* [WHAT THE TASK REQUIRES]:
Lines below containing the word "mpsc" should be copied out.

^^^^^^^^

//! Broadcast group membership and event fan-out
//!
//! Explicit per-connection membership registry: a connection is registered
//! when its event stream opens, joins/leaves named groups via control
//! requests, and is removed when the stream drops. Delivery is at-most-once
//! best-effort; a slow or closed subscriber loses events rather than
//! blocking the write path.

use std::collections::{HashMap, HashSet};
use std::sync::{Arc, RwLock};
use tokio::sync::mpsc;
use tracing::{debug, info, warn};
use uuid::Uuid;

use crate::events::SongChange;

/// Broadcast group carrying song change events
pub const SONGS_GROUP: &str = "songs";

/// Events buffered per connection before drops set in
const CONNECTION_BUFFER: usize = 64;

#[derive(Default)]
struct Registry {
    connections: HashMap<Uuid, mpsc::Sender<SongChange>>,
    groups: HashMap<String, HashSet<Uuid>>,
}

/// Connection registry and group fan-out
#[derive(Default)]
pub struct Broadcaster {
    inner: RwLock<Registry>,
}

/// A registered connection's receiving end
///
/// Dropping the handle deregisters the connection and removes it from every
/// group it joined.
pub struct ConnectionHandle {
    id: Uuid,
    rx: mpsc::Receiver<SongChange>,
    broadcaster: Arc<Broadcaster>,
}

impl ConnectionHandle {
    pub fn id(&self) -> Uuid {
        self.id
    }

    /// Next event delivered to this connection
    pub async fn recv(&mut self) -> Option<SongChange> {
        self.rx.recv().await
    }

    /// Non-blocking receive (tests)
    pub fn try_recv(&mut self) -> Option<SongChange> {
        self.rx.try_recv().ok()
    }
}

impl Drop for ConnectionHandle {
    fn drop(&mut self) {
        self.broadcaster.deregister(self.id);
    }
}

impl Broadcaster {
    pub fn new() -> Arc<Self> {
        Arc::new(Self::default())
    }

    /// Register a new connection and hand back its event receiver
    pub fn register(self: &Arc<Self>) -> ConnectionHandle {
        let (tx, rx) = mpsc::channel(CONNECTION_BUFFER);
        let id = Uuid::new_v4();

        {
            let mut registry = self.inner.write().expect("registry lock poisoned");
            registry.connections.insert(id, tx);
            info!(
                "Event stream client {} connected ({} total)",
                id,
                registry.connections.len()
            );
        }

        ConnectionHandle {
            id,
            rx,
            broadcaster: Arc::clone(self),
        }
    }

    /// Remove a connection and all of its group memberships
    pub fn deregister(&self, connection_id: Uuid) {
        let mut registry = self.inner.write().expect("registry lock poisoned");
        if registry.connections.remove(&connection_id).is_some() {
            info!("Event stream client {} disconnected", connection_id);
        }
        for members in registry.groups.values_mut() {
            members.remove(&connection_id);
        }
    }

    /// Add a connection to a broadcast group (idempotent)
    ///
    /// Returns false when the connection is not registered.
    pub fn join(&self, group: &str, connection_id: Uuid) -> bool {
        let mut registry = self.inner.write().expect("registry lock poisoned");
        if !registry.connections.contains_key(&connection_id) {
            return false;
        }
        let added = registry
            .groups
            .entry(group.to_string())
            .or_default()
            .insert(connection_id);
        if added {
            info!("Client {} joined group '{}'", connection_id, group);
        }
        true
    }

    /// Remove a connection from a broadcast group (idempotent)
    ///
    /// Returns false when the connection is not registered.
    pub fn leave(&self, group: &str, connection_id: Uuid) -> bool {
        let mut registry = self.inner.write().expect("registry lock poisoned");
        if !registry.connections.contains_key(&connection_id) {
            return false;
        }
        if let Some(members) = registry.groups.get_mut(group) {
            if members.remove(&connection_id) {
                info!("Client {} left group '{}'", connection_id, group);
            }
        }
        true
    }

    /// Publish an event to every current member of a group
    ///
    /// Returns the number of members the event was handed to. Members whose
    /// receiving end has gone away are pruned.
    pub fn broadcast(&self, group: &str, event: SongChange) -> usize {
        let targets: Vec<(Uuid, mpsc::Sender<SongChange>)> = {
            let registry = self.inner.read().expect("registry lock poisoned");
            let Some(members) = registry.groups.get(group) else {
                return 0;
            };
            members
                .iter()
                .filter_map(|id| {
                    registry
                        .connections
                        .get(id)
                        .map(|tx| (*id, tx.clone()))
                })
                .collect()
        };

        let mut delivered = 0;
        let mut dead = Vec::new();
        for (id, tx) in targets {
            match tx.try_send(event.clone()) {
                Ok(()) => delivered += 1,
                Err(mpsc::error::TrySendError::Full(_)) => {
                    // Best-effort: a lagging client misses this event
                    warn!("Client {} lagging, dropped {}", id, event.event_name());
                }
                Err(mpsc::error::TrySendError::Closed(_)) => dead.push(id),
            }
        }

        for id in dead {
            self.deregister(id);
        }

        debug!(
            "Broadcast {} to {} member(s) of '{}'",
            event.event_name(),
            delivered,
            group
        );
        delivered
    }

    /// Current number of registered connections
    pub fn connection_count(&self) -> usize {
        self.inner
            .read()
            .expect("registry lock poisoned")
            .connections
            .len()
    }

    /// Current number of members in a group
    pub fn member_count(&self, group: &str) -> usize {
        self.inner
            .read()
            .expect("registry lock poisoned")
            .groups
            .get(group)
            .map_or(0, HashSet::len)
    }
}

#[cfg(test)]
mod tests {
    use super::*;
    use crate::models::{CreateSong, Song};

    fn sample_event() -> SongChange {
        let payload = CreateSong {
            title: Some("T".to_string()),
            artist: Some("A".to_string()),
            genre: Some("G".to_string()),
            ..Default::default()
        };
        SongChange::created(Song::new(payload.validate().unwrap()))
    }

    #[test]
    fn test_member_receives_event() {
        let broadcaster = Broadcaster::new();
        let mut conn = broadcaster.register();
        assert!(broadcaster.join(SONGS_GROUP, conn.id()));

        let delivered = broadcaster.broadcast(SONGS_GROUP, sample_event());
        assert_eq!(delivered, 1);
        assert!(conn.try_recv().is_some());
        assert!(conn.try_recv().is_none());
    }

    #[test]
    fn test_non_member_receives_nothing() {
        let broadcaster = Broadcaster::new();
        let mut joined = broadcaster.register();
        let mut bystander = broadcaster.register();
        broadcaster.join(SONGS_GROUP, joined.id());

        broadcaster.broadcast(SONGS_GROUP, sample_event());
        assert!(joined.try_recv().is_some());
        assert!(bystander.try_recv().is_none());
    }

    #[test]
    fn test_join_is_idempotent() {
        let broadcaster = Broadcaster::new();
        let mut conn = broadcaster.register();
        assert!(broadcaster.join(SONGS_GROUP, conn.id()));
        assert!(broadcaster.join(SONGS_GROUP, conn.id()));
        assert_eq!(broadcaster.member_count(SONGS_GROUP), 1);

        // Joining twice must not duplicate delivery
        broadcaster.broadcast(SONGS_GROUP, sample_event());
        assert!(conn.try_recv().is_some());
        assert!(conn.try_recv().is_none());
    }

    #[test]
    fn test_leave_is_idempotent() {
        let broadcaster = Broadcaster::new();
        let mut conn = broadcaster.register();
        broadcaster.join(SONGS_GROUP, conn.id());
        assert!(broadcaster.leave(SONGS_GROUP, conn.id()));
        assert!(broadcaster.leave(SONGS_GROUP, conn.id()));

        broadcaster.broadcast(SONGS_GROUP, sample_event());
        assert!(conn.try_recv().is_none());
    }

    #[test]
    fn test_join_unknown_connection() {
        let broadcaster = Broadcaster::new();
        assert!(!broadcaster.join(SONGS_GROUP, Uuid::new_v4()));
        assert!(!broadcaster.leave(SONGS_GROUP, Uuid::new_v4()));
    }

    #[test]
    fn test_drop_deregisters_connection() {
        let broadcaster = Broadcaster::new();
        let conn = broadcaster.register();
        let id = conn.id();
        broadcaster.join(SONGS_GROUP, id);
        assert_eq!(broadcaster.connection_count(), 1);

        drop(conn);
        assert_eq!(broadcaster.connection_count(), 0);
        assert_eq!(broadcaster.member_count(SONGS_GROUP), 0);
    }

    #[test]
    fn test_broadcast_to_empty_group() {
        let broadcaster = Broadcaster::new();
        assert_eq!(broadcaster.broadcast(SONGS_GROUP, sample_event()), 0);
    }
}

^^^^^^^^

* [TASK RESPONSE]:
use tokio::sync::mpsc;
    connections: HashMap<Uuid, mpsc::Sender<SongChange>>,
    rx: mpsc::Receiver<SongChange>,
        let (tx, rx) = mpsc::channel(CONNECTION_BUFFER);
        let targets: Vec<(Uuid, mpsc::Sender<SongChange>)> = {
                Err(mpsc::error::TrySendError::Full(_)) => {
                Err(mpsc::error::TrySendError::Closed(_)) => dead.push(id),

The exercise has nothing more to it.